*** Opening of Material shown ***

use std::sync::Arc;

use storage::repository::Storage;

use crate::Clock;
use crate::course_service::CourseService;
use crate::error::AppServicesError;
use crate::lesson_service::LessonService;
use crate::sessions::QuizService;

/// Assembles app-facing services over one storage backend.
#[derive(Clone)]
pub struct AppServices {
    courses: Arc<CourseService>,
    lessons: Arc<LessonService>,
    quizzes: Arc<QuizService>,
}

impl AppServices {
    /// Build services backed by `SQLite` storage.
    ///
    /// # Errors
    ///
    /// Returns `AppServicesError` if storage initialization fails.
    pub async fn new_sqlite(db_url: &str, clock: Clock) -> Result<Self, AppServicesError> {
        let storage = Storage::sqlite(db_url).await?;
        Ok(Self::from_storage(&storage, clock))
    }

    /// Build services backed by an in-memory store.
    #[must_use]
    pub fn in_memory(clock: Clock) -> Self {
        Self::from_storage(&Storage::in_memory(), clock)
    }

    #[must_use]
    pub fn from_storage(storage: &Storage, clock: Clock) -> Self {
        let courses = Arc::new(CourseService::new(
            clock,
            Arc::clone(&storage.courses),
            Arc::clone(&storage.user_progress),
            Arc::clone(&storage.challenge_progress),
            Arc::clone(&storage.subscriptions),
        ));
        let lessons = Arc::new(LessonService::new(
            Arc::clone(&storage.courses),
            Arc::clone(&storage.user_progress),
            Arc::clone(&storage.challenge_progress),
        ));
        let quizzes = Arc::new(QuizService::new(
            clock,
            Arc::clone(&lessons),
            Arc::clone(&courses),
            Arc::clone(&storage.progress_store),
        ));

        Self {
            courses,
            lessons,
            quizzes,
        }
    }

    #[must_use]
    pub fn courses(&self) -> Arc<CourseService> {
        Arc::clone(&self.courses)
    }

    #[must_use]
    pub fn lessons(&self) -> Arc<LessonService> {
        Arc::clone(&self.lessons)
    }

    #[must_use]
    pub fn quizzes(&self) -> Arc<QuizService> {
        Arc::clone(&self.quizzes)
    }
}
use lingo_core::model::{UserId, UserSubscription};

use super::SqliteRepository;
use super::mapping::{db, map_subscription_row, write_err};
use crate::repository::{StorageError, SubscriptionRepository};

#[async_trait::async_trait]
impl SubscriptionRepository for SqliteRepository {
    async fn get_subscription(
        &self,
        user: &UserId,
    ) -> Result<Option<UserSubscription>, StorageError> {
        let row = sqlx::query(
            r"
            SELECT user_id, customer_id, subscription_id, price_id, current_period_end
            FROM user_subscription WHERE user_id = ?1
            ",
        )
        .bind(user.as_str())
        .fetch_optional(&self.pool)
        .await
        .map_err(db)?;
        row.as_ref().map(map_subscription_row).transpose()
    }

    async fn upsert_subscription(
        &self,
        subscription: &UserSubscription,
    ) -> Result<(), StorageError> {
        sqlx::query(
            r"
            INSERT INTO user_subscription (user_id, customer_id, subscription_id, price_id, current_period_end)
            VALUES (?1, ?2, ?3, ?4, ?5)
            ON CONFLICT(user_id) DO UPDATE SET
                customer_id = excluded.customer_id,
                subscription_id = excluded.subscription_id,
                price_id = excluded.price_id,
                current_period_end = excluded.current_period_end
            ",
        )
        .bind(subscription.user_id.as_str())
        .bind(&subscription.customer_id)
        .bind(&subscription.subscription_id)
        .bind(&subscription.price_id)
        .bind(subscription.current_period_end)
        .execute(&self.pool)
        .await
        .map_err(write_err)?;
        Ok(())
    }
}
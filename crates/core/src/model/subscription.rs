use chrono::{DateTime, Duration, Utc};
use serde::{Deserialize, Serialize};

use crate::model::ids::UserId;

/// Billing subscription of a learner.
///
/// An active subscription waives heart loss on wrong answers and lets a
/// learner keep answering at zero hearts.
#[derive(Debug, Clone, PartialEq, Eq, Serialize, Deserialize)]
pub struct UserSubscription {
    pub user_id: UserId,
    pub customer_id: String,
    pub subscription_id: String,
    pub price_id: String,
    pub current_period_end: DateTime<Utc>,
}

impl UserSubscription {
    /// Grace period granted after `current_period_end`.
    #[must_use]
    pub fn grace() -> Duration {
        Duration::days(1)
    }

    /// True when a price is attached and the period (plus grace) has not elapsed.
    #[must_use]
    pub fn is_active(&self, now: DateTime<Utc>) -> bool {
        !self.price_id.trim().is_empty() && self.current_period_end + Self::grace() > now
    }
}
use crate::rules::{CorrectPlan, IncorrectPlan, plan_correct, plan_incorrect};

/// Errors surfaced by storage adapters.
#[derive(Debug, Error)]
#[non_exhaustive]
pub enum StorageError {
    #[error("not found")]
    NotFound,

    #[error("conflict")]
    Conflict,

    #[error("connection error: {0}")]
    Connection(String),

    #[error("serialization error: {0}")]
    Serialization(String),
}

/// Failure of a heart-affecting write.
#[derive(Debug, Error)]
#[non_exhaustive]
pub enum ProgressWriteError {
    /// The learner has no hearts left and nothing waives the loss.
    #[error("not enough hearts")]
    InsufficientHearts,

    #[error(transparent)]
    Storage(#[from] StorageError),
}

/// How a correct answer was recorded.
#[derive(Debug, Clone, Copy, PartialEq, Eq)]
pub enum CorrectOutcome {
    /// First completion: a completed record was inserted and points granted.
    Completed,
    /// Replay of an already recorded challenge: one heart restored and points granted.
    Practiced,
}

/// Why a wrong answer did not cost a heart.
#[derive(Debug, Clone, Copy, PartialEq, Eq)]
pub enum WaiveReason {
    Practice,
    Subscription,
}

/// How a wrong answer was recorded.
#[derive(Debug, Clone, Copy, PartialEq, Eq)]
pub enum IncorrectOutcome {
    Deducted,
    Waived(WaiveReason),
}

impl IncorrectOutcome {
    #[must_use]
    pub fn heart_deducted(self) -> bool {
        matches!(self, IncorrectOutcome::Deducted)
    }
}

/// Course catalogue: courses, units, lessons and challenges with options.
#[async_trait]
pub trait CourseRepository: Send + Sync {
    /// Persist or update a course.
    ///
    /// # Errors
    ///
    /// Returns `StorageError` if the course cannot be stored.
    async fn upsert_course(&self, course: &Course) -> Result<(), StorageError>;

    /// # Errors
    ///
    /// Returns `StorageError` if the unit cannot be stored.
    async fn upsert_unit(&self, unit: &Unit) -> Result<(), StorageError>;

    /// # Errors
    ///
    /// Returns `StorageError` if the lesson cannot be stored.
    async fn upsert_lesson(&self, lesson: &Lesson) -> Result<(), StorageError>;

    /// Persist a challenge and replace its options.
    ///
    /// # Errors
    ///
    /// Returns `StorageError` if the challenge cannot be stored.
    async fn upsert_challenge(&self, challenge: &Challenge) -> Result<(), StorageError>;

    /// # Errors
    ///
    /// Returns `StorageError` on backend failures.
    async fn list_courses(&self) -> Result<Vec<Course>, StorageError>;

    /// # Errors
    ///
    /// Returns `StorageError` on backend failures.
    async fn get_course(&self, id: CourseId) -> Result<Option<Course>, StorageError>;

    /// Units of a course ordered by their `order` key.
    ///
    /// # Errors
    ///
    /// Returns `StorageError` on backend failures.
    async fn units_for_course(&self, course_id: CourseId) -> Result<Vec<Unit>, StorageError>;

    /// Lessons of a unit ordered by their `order` key.
    ///
    /// # Errors
    ///
    /// Returns `StorageError` on backend failures.
    async fn lessons_for_unit(&self, unit_id: UnitId) -> Result<Vec<Lesson>, StorageError>;

    /// # Errors
    ///
    /// Returns `StorageError` on backend failures.
    async fn get_lesson(&self, id: LessonId) -> Result<Option<Lesson>, StorageError>;

    /// Challenges of a lesson ordered by `order`, options attached,
    /// `completed` left false.
    ///
    /// # Errors
    ///
    /// Returns `StorageError` on backend failures.
    async fn challenges_for_lesson(&self, lesson_id: LessonId)
    -> Result<Vec<Challenge>, StorageError>;
}

#[async_trait]
pub trait UserProgressRepository: Send + Sync {
    /// # Errors
    ///
    /// Returns `StorageError` on backend failures.
    async fn get_user_progress(&self, user: &UserId) -> Result<Option<UserProgress>, StorageError>;

    /// # Errors
    ///
    /// Returns `StorageError` if the progress row cannot be stored.
    async fn upsert_user_progress(&self, progress: &UserProgress) -> Result<(), StorageError>;

    /// Learners ordered by points, highest first.
    ///
    /// # Errors
    ///
    /// Returns `StorageError` on backend failures.
    async fn top_users(&self, limit: u32) -> Result<Vec<UserProgress>, StorageError>;
}

#[async_trait]
pub trait ChallengeProgressRepository: Send + Sync {
    /// All records of a learner for the given challenges.
    ///
    /// # Errors
    ///
    /// Returns `StorageError` on backend failures.
    async fn progress_for_challenges(
        &self,
        user: &UserId,
        challenge_ids: &[ChallengeId],
    ) -> Result<Vec<ChallengeProgress>, StorageError>;

    /// Append a raw record. The scoring flow goes through `ProgressStore`.
    ///
    /// # Errors
    ///
    /// Returns `StorageError` if the record cannot be stored.
    async fn insert_progress(&self, record: &ChallengeProgress) -> Result<(), StorageError>;
}

#[async_trait]
pub trait SubscriptionRepository: Send + Sync {
    /// # Errors
    ///
    /// Returns `StorageError` on backend failures.
    async fn get_subscription(&self, user: &UserId)
    -> Result<Option<UserSubscription>, StorageError>;

    /// # Errors
    ///
    /// Returns `StorageError` if the subscription cannot be stored.
    async fn upsert_subscription(&self, subscription: &UserSubscription)
    -> Result<(), StorageError>;
}

/// Heart and point writes issued by the scoring engine.
///
/// Implementations are the authority on hearts: they never drive hearts
/// below zero, even under concurrent calls for the same learner.
#[async_trait]
pub trait ProgressStore: Send + Sync {
    /// Record a correct answer for `challenge`.
    ///
    /// # Errors
    ///
    /// Returns `ProgressWriteError::InsufficientHearts` when the learner is at
    /// zero hearts on a first attempt without an active subscription.
    async fn record_correct(
        &self,
        user: &UserId,
        challenge: ChallengeId,
        now: DateTime<Utc>,
    ) -> Result<CorrectOutcome, ProgressWriteError>;

    /// Record a wrong answer for `challenge`.
    ///
    /// # Errors
    ///
    /// Returns `ProgressWriteError::InsufficientHearts` when a heart is due
    /// but the learner has none left.
    async fn record_incorrect(
        &self,
        user: &UserId,
        challenge: ChallengeId,
        now: DateTime<Utc>,
    ) -> Result<IncorrectOutcome, ProgressWriteError>;
}
#![forbid(unsafe_code)]

pub mod engine;
pub mod error;
pub mod model;
pub mod progress;
pub mod time;

pub use error::Error;
pub use time::Clock;
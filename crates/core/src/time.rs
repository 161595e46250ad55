use chrono::{DateTime, Utc};

/// Time source shared by services so subscription checks stay deterministic
/// in tests.
#[derive(Debug, Clone, Copy, Default, PartialEq, Eq)]
pub enum Clock {
    #[default]
    System,
    Fixed(DateTime<Utc>),
}

impl Clock {
    #[must_use]
    pub fn system() -> Self {
        Self::System
    }

    #[must_use]
    pub fn fixed(at: DateTime<Utc>) -> Self {
        Self::Fixed(at)
    }

    #[must_use]
    pub fn now(&self) -> DateTime<Utc> {
        match self {
            Clock::System => Utc::now(),
            Clock::Fixed(t) => *t,
        }
    }
}

/// Deterministic timestamp for tests (2023-11-14T22:13:20Z).
pub const FIXED_TEST_TIMESTAMP: i64 = 1_700_000_000;

/// Returns the deterministic test timestamp.
///
/// # Panics
///
/// Panics if the fixed timestamp cannot be represented.
#[must_use]
pub fn fixed_now() -> DateTime<Utc> {
    DateTime::<Utc>::from_timestamp(FIXED_TEST_TIMESTAMP, 0)
        .expect("fixed timestamp should be valid")
}

#[must_use]
pub fn fixed_clock() -> Clock {
    Clock::fixed(fixed_now())
}

#[cfg(test)]
mod tests {
    use super::*;

    #[test]
    fn fixed_clock_does_not_move() {
        let clock = fixed_clock();
        assert_eq!(clock.now(), clock.now());
        assert_eq!(clock.now().timestamp(), FIXED_TEST_TIMESTAMP);
    }
}
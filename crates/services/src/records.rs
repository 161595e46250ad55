//! Loads catalogue rows together with a learner's progress records.

use std::collections::HashMap;

use lingo_core::model::{Challenge, ChallengeId, CourseId, Lesson, UserId};
use lingo_core::progress::{ChallengeRecords, LessonRecords, UnitRecords};
use storage::repository::{ChallengeProgressRepository, CourseRepository, StorageError};

/// Progress records of `user` grouped per challenge, one entry per challenge
/// in the given order.
pub(crate) async fn challenge_records(
    progress: &dyn ChallengeProgressRepository,
    user: &UserId,
    challenges: &[Challenge],
) -> Result<Vec<ChallengeRecords>, StorageError> {
    let ids: Vec<ChallengeId> = challenges.iter().map(Challenge::id).collect();
    let mut grouped: HashMap<ChallengeId, Vec<bool>> = HashMap::new();
    for record in progress.progress_for_challenges(user, &ids).await? {
        grouped
            .entry(record.challenge_id)
            .or_default()
            .push(record.completed);
    }

    Ok(ids
        .into_iter()
        .map(|id| ChallengeRecords::new(id, grouped.remove(&id).unwrap_or_default()))
        .collect())
}

/// Challenges of `lesson` with `completed` derived from the learner's records.
pub(crate) async fn annotated_challenges(
    courses: &dyn CourseRepository,
    progress: &dyn ChallengeProgressRepository,
    user: &UserId,
    lesson: &Lesson,
) -> Result<Vec<Challenge>, StorageError> {
    let challenges = courses.challenges_for_lesson(lesson.id).await?;
    let records = challenge_records(progress, user, &challenges).await?;
    Ok(challenges
        .into_iter()
        .zip(records)
        .map(|(challenge, records)| challenge.with_completed(records.is_completed()))
        .collect())
}

/// Every unit of a course with its lessons and their challenge records.
pub(crate) async fn course_records(
    courses: &dyn CourseRepository,
    progress: &dyn ChallengeProgressRepository,
    user: &UserId,
    course_id: CourseId,
) -> Result<Vec<UnitRecords>, StorageError> {
    let mut units = Vec::new();
    for unit in courses.units_for_course(course_id).await? {
        let mut lessons = Vec::new();
        for lesson in courses.lessons_for_unit(unit.id).await? {
            let challenges = courses.challenges_for_lesson(lesson.id).await?;
            let records = challenge_records(progress, user, &challenges).await?;
            lessons.push(LessonRecords {
                lesson,
                challenges: records,
            });
        }
        units.push(UnitRecords { unit, lessons });
    }
    Ok(units)
}
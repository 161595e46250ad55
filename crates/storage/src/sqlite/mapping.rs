use lingo_core::model::{
    ChallengeId, ChallengeKind, ChallengeOption, ChallengeProgress, Course, CourseId, Hearts,
    Lesson, LessonId, OptionId, Unit, UnitId, UserId, UserProgress, UserSubscription,
};
use sqlx::Row;
use sqlx::sqlite::SqliteRow;

use crate::repository::StorageError;

pub(crate) fn ser<E: core::fmt::Display>(e: E) -> StorageError {
    StorageError::Serialization(e.to_string())
}

pub(crate) fn db<E: core::fmt::Display>(e: E) -> StorageError {
    StorageError::Connection(e.to_string())
}

fn i64_to_u64(field: &'static str, v: i64) -> Result<u64, StorageError> {
    u64::try_from(v).map_err(|_| StorageError::Serialization(format!("{field} sign overflow")))
}

fn i64_to_u32(field: &'static str, v: i64) -> Result<u32, StorageError> {
    u32::try_from(v).map_err(|_| StorageError::Serialization(format!("invalid {field}: {v}")))
}

pub(crate) fn id_i64(field: &'static str, v: u64) -> Result<i64, StorageError> {
    i64::try_from(v).map_err(|_| StorageError::Serialization(format!("{field} overflow")))
}

pub(crate) fn map_course_row(row: &SqliteRow) -> Result<Course, StorageError> {
    Ok(Course {
        id: CourseId::new(i64_to_u64("course_id", row.try_get("id").map_err(ser)?)?),
        title: row.try_get("title").map_err(ser)?,
        image_src: row.try_get("image_src").map_err(ser)?,
    })
}

pub(crate) fn map_unit_row(row: &SqliteRow) -> Result<Unit, StorageError> {
    Ok(Unit {
        id: UnitId::new(i64_to_u64("unit_id", row.try_get("id").map_err(ser)?)?),
        course_id: CourseId::new(i64_to_u64(
            "course_id",
            row.try_get("course_id").map_err(ser)?,
        )?),
        title: row.try_get("title").map_err(ser)?,
        description: row.try_get("description").map_err(ser)?,
        order: i64_to_u32("sort_order", row.try_get("sort_order").map_err(ser)?)?,
    })
}

pub(crate) fn map_lesson_row(row: &SqliteRow) -> Result<Lesson, StorageError> {
    Ok(Lesson {
        id: LessonId::new(i64_to_u64("lesson_id", row.try_get("id").map_err(ser)?)?),
        unit_id: UnitId::new(i64_to_u64("unit_id", row.try_get("unit_id").map_err(ser)?)?),
        title: row.try_get("title").map_err(ser)?,
        order: i64_to_u32("sort_order", row.try_get("sort_order").map_err(ser)?)?,
    })
}

/// Columns of a challenge row without its options.
pub(crate) struct ChallengeRow {
    pub id: ChallengeId,
    pub lesson_id: LessonId,
    pub kind: ChallengeKind,
    pub question: String,
    pub order: u32,
}

pub(crate) fn map_challenge_row(row: &SqliteRow) -> Result<ChallengeRow, StorageError> {
    let kind: String = row.try_get("kind").map_err(ser)?;
    Ok(ChallengeRow {
        id: ChallengeId::new(i64_to_u64("challenge_id", row.try_get("id").map_err(ser)?)?),
        lesson_id: LessonId::new(i64_to_u64(
            "lesson_id",
            row.try_get("lesson_id").map_err(ser)?,
        )?),
        kind: ChallengeKind::parse(&kind).map_err(ser)?,
        question: row.try_get("question").map_err(ser)?,
        order: i64_to_u32("sort_order", row.try_get("sort_order").map_err(ser)?)?,
    })
}

pub(crate) fn map_option_row(row: &SqliteRow) -> Result<ChallengeOption, StorageError> {
    let mut option = ChallengeOption::new(
        OptionId::new(i64_to_u64("option_id", row.try_get("id").map_err(ser)?)?),
        ChallengeId::new(i64_to_u64(
            "challenge_id",
            row.try_get("challenge_id").map_err(ser)?,
        )?),
        row.try_get::<String, _>("text").map_err(ser)?,
        row.try_get::<bool, _>("correct").map_err(ser)?,
    );
    option.image_src = row.try_get("image_src").map_err(ser)?;
    option.audio_src = row.try_get("audio_src").map_err(ser)?;
    Ok(option)
}

pub(crate) fn map_user_progress_row(row: &SqliteRow) -> Result<UserProgress, StorageError> {
    let user_id = UserId::new(row.try_get::<String, _>("user_id").map_err(ser)?).map_err(ser)?;
    let active_course_id = row
        .try_get::<Option<i64>, _>("active_course_id")
        .map_err(ser)?
        .map(|v| i64_to_u64("active_course_id", v).map(CourseId::new))
        .transpose()?;
    let points: i64 = row.try_get("points").map_err(ser)?;

    Ok(UserProgress {
        user_id,
        user_name: row.try_get("user_name").map_err(ser)?,
        user_image_src: row.try_get("user_image_src").map_err(ser)?,
        active_course_id,
        hearts: Hearts::new(row.try_get::<i64, _>("hearts").map_err(ser)?).map_err(ser)?,
        points: i64_to_u32("points", points)?,
    })
}

pub(crate) fn map_challenge_progress_row(
    row: &SqliteRow,
) -> Result<ChallengeProgress, StorageError> {
    Ok(ChallengeProgress {
        user_id: UserId::new(row.try_get::<String, _>("user_id").map_err(ser)?).map_err(ser)?,
        challenge_id: ChallengeId::new(i64_to_u64(
            "challenge_id",
            row.try_get("challenge_id").map_err(ser)?,
        )?),
        completed: row.try_get("completed").map_err(ser)?,
    })
}

pub(crate) fn map_subscription_row(row: &SqliteRow) -> Result<UserSubscription, StorageError> {
    Ok(UserSubscription {
        user_id: UserId::new(row.try_get::<String, _>("user_id").map_err(ser)?).map_err(ser)?,
        customer_id: row.try_get("customer_id").map_err(ser)?,
        subscription_id: row.try_get("subscription_id").map_err(ser)?,
        price_id: row.try_get("price_id").map_err(ser)?,
        current_period_end: row.try_get("current_period_end").map_err(ser)?,
    })
}

/// Maps write failures, reporting constraint violations as `Conflict`.
pub(crate) fn write_err(e: sqlx::Error) -> StorageError {
    match e.as_database_error() {
        Some(d) if d.is_foreign_key_violation() || d.is_unique_violation() => {
            StorageError::Conflict
        }
        _ => StorageError::Connection(e.to_string()),
    }
}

*** Close of Material shown ***

## Exercise details:
Look through the entries above. Copy each line in which the string "bool" occurs.

## Your response:
    pub fn is_active(&self, now: DateTime<Utc>) -> bool {
    pub fn heart_deducted(self) -> bool {
    let mut grouped: HashMap<ChallengeId, Vec<bool>> = HashMap::new();
        row.try_get::<bool, _>("correct").map_err(ser)?,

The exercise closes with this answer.